For every line in the records that has the word "tracing", make a copy.

Start of Data to process

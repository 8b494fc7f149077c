//! Bincode round-trip tests
//!
//! Tests verify:
//! - Contents survive encode/decode
//! - Decoded trees are valid AVL trees
//! - Entries are written in ascending key order

use std::collections::BTreeMap;

use avlmap::BalancedMap;

use crate::common::map_from_keys;

#[test]
fn test_roundtrip_preserves_entries() {
    let map = map_from_keys(&[40, 10, 70, 20, 60, 30, 50]);

    let bytes = bincode::serialize(&map).unwrap();
    let decoded: BalancedMap<i32, i32> = bincode::deserialize(&bytes).unwrap();

    assert_eq!(decoded, map);
    assert_eq!(decoded.len(), 7);
    decoded.validate().unwrap();
}

#[test]
fn test_roundtrip_empty_map() {
    let map: BalancedMap<String, u64> = BalancedMap::new();

    let bytes = bincode::serialize(&map).unwrap();
    let decoded: BalancedMap<String, u64> = bincode::deserialize(&bytes).unwrap();

    assert!(decoded.is_empty());
}

#[test]
fn test_encoding_matches_sorted_map() {
    // Same wire shape as a BTreeMap with the same entries
    let map: BalancedMap<String, Vec<u8>> = vec![
        ("zeta".to_string(), vec![3]),
        ("alpha".to_string(), vec![1]),
        ("mu".to_string(), vec![2, 2]),
    ]
    .into_iter()
    .collect();

    let model: BTreeMap<String, Vec<u8>> = vec![
        ("alpha".to_string(), vec![1]),
        ("mu".to_string(), vec![2, 2]),
        ("zeta".to_string(), vec![3]),
    ]
    .into_iter()
    .collect();

    assert_eq!(bincode::serialize(&map).unwrap(), bincode::serialize(&model).unwrap());

    let from_model: BalancedMap<String, Vec<u8>> =
        bincode::deserialize(&bincode::serialize(&model).unwrap()).unwrap();
    assert_eq!(from_model, map);
}

#[test]
fn test_roundtrip_large_map_stays_balanced() {
    let map: BalancedMap<u32, u32> = (0..5000).map(|i| (i, i ^ 0x5a5a)).collect();

    let bytes = bincode::serialize(&map).unwrap();
    let decoded: BalancedMap<u32, u32> = bincode::deserialize(&bytes).unwrap();

    decoded.validate().unwrap();
    assert_eq!(decoded.len(), 5000);
    assert_eq!(decoded.get(&4321), Some(&(4321 ^ 0x5a5a)));
}
//! Sync Module
//!
//! Locking wrappers that make a `BalancedMap` shareable across threads.
//!
//! ## Concurrency Model
//! The core map has no internal synchronisation. Sharing is imposed from the
//! outside in one of two ways:
//!
//! - `LockedMap`: one RwLock around one tree. Readers run concurrently,
//!   writers are serialised. `min`/`max` see a consistent whole-map view.
//! - `ShardedMap`: N independent `LockedMap`s, a key's shard picked by hash.
//!   Writers to different shards do not contend; cross-shard queries
//!   (`len`, `min`, `max`) lock shards one at a time and are not atomic
//!   with respect to concurrent writers.
//!
//! Lookups return clones so no lock guard escapes a call. Use
//! `LockedMap::read`/`write` to borrow the map for compound operations
//! under a single lock acquisition.

use std::borrow::Borrow;
use std::hash::{Hash, Hasher};

use parking_lot::RwLock;
use rustc_hash::FxHasher;

use crate::config::Config;
use crate::error::{MapError, Result};
use crate::map::BalancedMap;

// =============================================================================
// LockedMap
// =============================================================================

/// A `BalancedMap` behind a single RwLock
pub struct LockedMap<K, V> {
    /// The wrapped tree
    inner: RwLock<BalancedMap<K, V>>,

    /// Run invariant checks after every write
    validate_on_write: bool,
}

impl<K, V> LockedMap<K, V> {
    /// Create an empty locked map with default configuration
    pub fn new() -> Self {
        Self::from_map(BalancedMap::new(), &Config::default())
    }

    /// Create an empty locked map
    pub fn with_config(config: &Config) -> Self {
        Self::from_map(BalancedMap::new(), config)
    }

    /// Wrap an existing map
    pub fn from_map(map: BalancedMap<K, V>, config: &Config) -> Self {
        Self {
            inner: RwLock::new(map),
            validate_on_write: config.validate_on_write,
        }
    }

    /// Unwrap into the underlying map
    pub fn into_inner(self) -> BalancedMap<K, V> {
        self.inner.into_inner()
    }

    /// Run `f` with shared access to the map
    pub fn read<R>(&self, f: impl FnOnce(&BalancedMap<K, V>) -> R) -> R {
        let map = self.inner.read();
        f(&map)
    }

    /// Number of entries
    pub fn len(&self) -> usize {
        self.inner.read().len()
    }

    /// Check if the map has no entries
    pub fn is_empty(&self) -> bool {
        self.inner.read().is_empty()
    }

    /// Height of the whole tree (0 if empty)
    pub fn height(&self) -> u32 {
        self.inner.read().height()
    }
}

impl<K: Ord, V> LockedMap<K, V> {
    /// Run `f` with exclusive access to the map
    ///
    /// With `validate_on_write` set, the map is checked before the lock is
    /// released and any violation is logged.
    pub fn write<R>(&self, f: impl FnOnce(&mut BalancedMap<K, V>) -> R) -> R {
        let mut map = self.inner.write();
        let result = f(&mut map);

        if self.validate_on_write {
            if let Err(e) = map.validate() {
                tracing::warn!(error = %e, "invariant check failed after write");
            }
        }
        result
    }

    /// Insert or overwrite a binding
    pub fn put(&self, key: K, value: V) {
        self.write(|map| map.put(key, value));
    }

    /// Insert or overwrite a binding, returning the previous value
    pub fn insert(&self, key: K, value: V) -> Option<V> {
        self.write(|map| map.insert(key, value))
    }

    /// Remove `key`; returns true if it was present
    pub fn remove<Q>(&self, key: &Q) -> bool
    where
        K: Borrow<Q>,
        Q: Ord + ?Sized,
    {
        self.write(|map| map.remove(key))
    }

    /// Remove every entry
    pub fn clear(&self) {
        self.write(|map| map.clear());
    }

    /// Check if `key` is present
    pub fn contains_key<Q>(&self, key: &Q) -> bool
    where
        K: Borrow<Q>,
        Q: Ord + ?Sized,
    {
        self.inner.read().contains_key(key)
    }

    /// Clone of the value bound to `key`
    pub fn get<Q>(&self, key: &Q) -> Option<V>
    where
        K: Borrow<Q>,
        Q: Ord + ?Sized,
        V: Clone,
    {
        self.inner.read().get(key).cloned()
    }

    /// Height of the subtree rooted at `key`, or -1 if absent
    pub fn height_of<Q>(&self, key: &Q) -> i64
    where
        K: Borrow<Q>,
        Q: Ord + ?Sized,
    {
        self.inner.read().height_of(key)
    }

    /// Clone of the value at the smallest key
    pub fn min(&self) -> Result<V>
    where
        V: Clone,
    {
        self.inner.read().min().cloned()
    }

    /// Clone of the value at the largest key
    pub fn max(&self) -> Result<V>
    where
        V: Clone,
    {
        self.inner.read().max().cloned()
    }
}

impl<K, V> Default for LockedMap<K, V> {
    fn default() -> Self {
        Self::new()
    }
}

// =============================================================================
// ShardedMap
// =============================================================================

/// Independent `LockedMap`s selected by key hash
pub struct ShardedMap<K, V> {
    shards: Vec<LockedMap<K, V>>,
}

impl<K: Ord + Hash, V> ShardedMap<K, V> {
    /// Create an empty sharded map with `config.shard_count` shards
    pub fn new(config: Config) -> Result<Self> {
        config.validate()?;

        let shards = (0..config.shard_count)
            .map(|_| LockedMap::with_config(&config))
            .collect();

        tracing::debug!(shard_count = config.shard_count, "sharded map created");
        Ok(Self { shards })
    }

    /// Number of shards
    pub fn shard_count(&self) -> usize {
        self.shards.len()
    }

    /// Shard responsible for `key`
    fn shard<Q>(&self, key: &Q) -> &LockedMap<K, V>
    where
        K: Borrow<Q>,
        Q: Hash + ?Sized,
    {
        let mut hasher = FxHasher::default();
        key.hash(&mut hasher);
        let index = (hasher.finish() % self.shards.len() as u64) as usize;
        &self.shards[index]
    }

    /// Insert or overwrite a binding
    pub fn put(&self, key: K, value: V) {
        self.shard(&key).put(key, value);
    }

    /// Insert or overwrite a binding, returning the previous value
    pub fn insert(&self, key: K, value: V) -> Option<V> {
        self.shard(&key).insert(key, value)
    }

    /// Clone of the value bound to `key`
    pub fn get<Q>(&self, key: &Q) -> Option<V>
    where
        K: Borrow<Q>,
        Q: Hash + Ord + ?Sized,
        V: Clone,
    {
        self.shard(key).get(key)
    }

    /// Check if `key` is present
    pub fn contains_key<Q>(&self, key: &Q) -> bool
    where
        K: Borrow<Q>,
        Q: Hash + Ord + ?Sized,
    {
        self.shard(key).contains_key(key)
    }

    /// Remove `key`; returns true if it was present
    pub fn remove<Q>(&self, key: &Q) -> bool
    where
        K: Borrow<Q>,
        Q: Hash + Ord + ?Sized,
    {
        self.shard(key).remove(key)
    }

    /// Total entries across all shards
    pub fn len(&self) -> usize {
        self.shards.iter().map(LockedMap::len).sum()
    }

    /// Check if every shard is empty
    pub fn is_empty(&self) -> bool {
        self.shards.iter().all(LockedMap::is_empty)
    }

    /// Remove every entry from every shard
    pub fn clear(&self) {
        for shard in &self.shards {
            shard.clear();
        }
    }

    /// Clone of the value at the smallest key across all shards
    pub fn min(&self) -> Result<V>
    where
        K: Clone,
        V: Clone,
    {
        self.shards
            .iter()
            .filter_map(|shard| {
                // Empty shards are normal here, so skip `min_entry` and its
                // empty-map debug event
                shard.read(|map| {
                    map.first_entry().map(|(key, value)| (key.clone(), value.clone()))
                })
            })
            .min_by(|a, b| a.0.cmp(&b.0))
            .map(|(_, value)| value)
            .ok_or_else(|| MapError::empty("min"))
    }

    /// Clone of the value at the largest key across all shards
    pub fn max(&self) -> Result<V>
    where
        K: Clone,
        V: Clone,
    {
        self.shards
            .iter()
            .filter_map(|shard| {
                // Empty shards are normal here, so skip `max_entry` and its
                // empty-map debug event
                shard.read(|map| {
                    map.last_entry().map(|(key, value)| (key.clone(), value.clone()))
                })
            })
            .max_by(|a, b| a.0.cmp(&b.0))
            .map(|(_, value)| value)
            .ok_or_else(|| MapError::empty("max"))
    }
}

End of Data to process

Solution to the exercise
                tracing::warn!(error = %e, "invariant check failed after write");
        tracing::debug!(shard_count = config.shard_count, "sharded map created");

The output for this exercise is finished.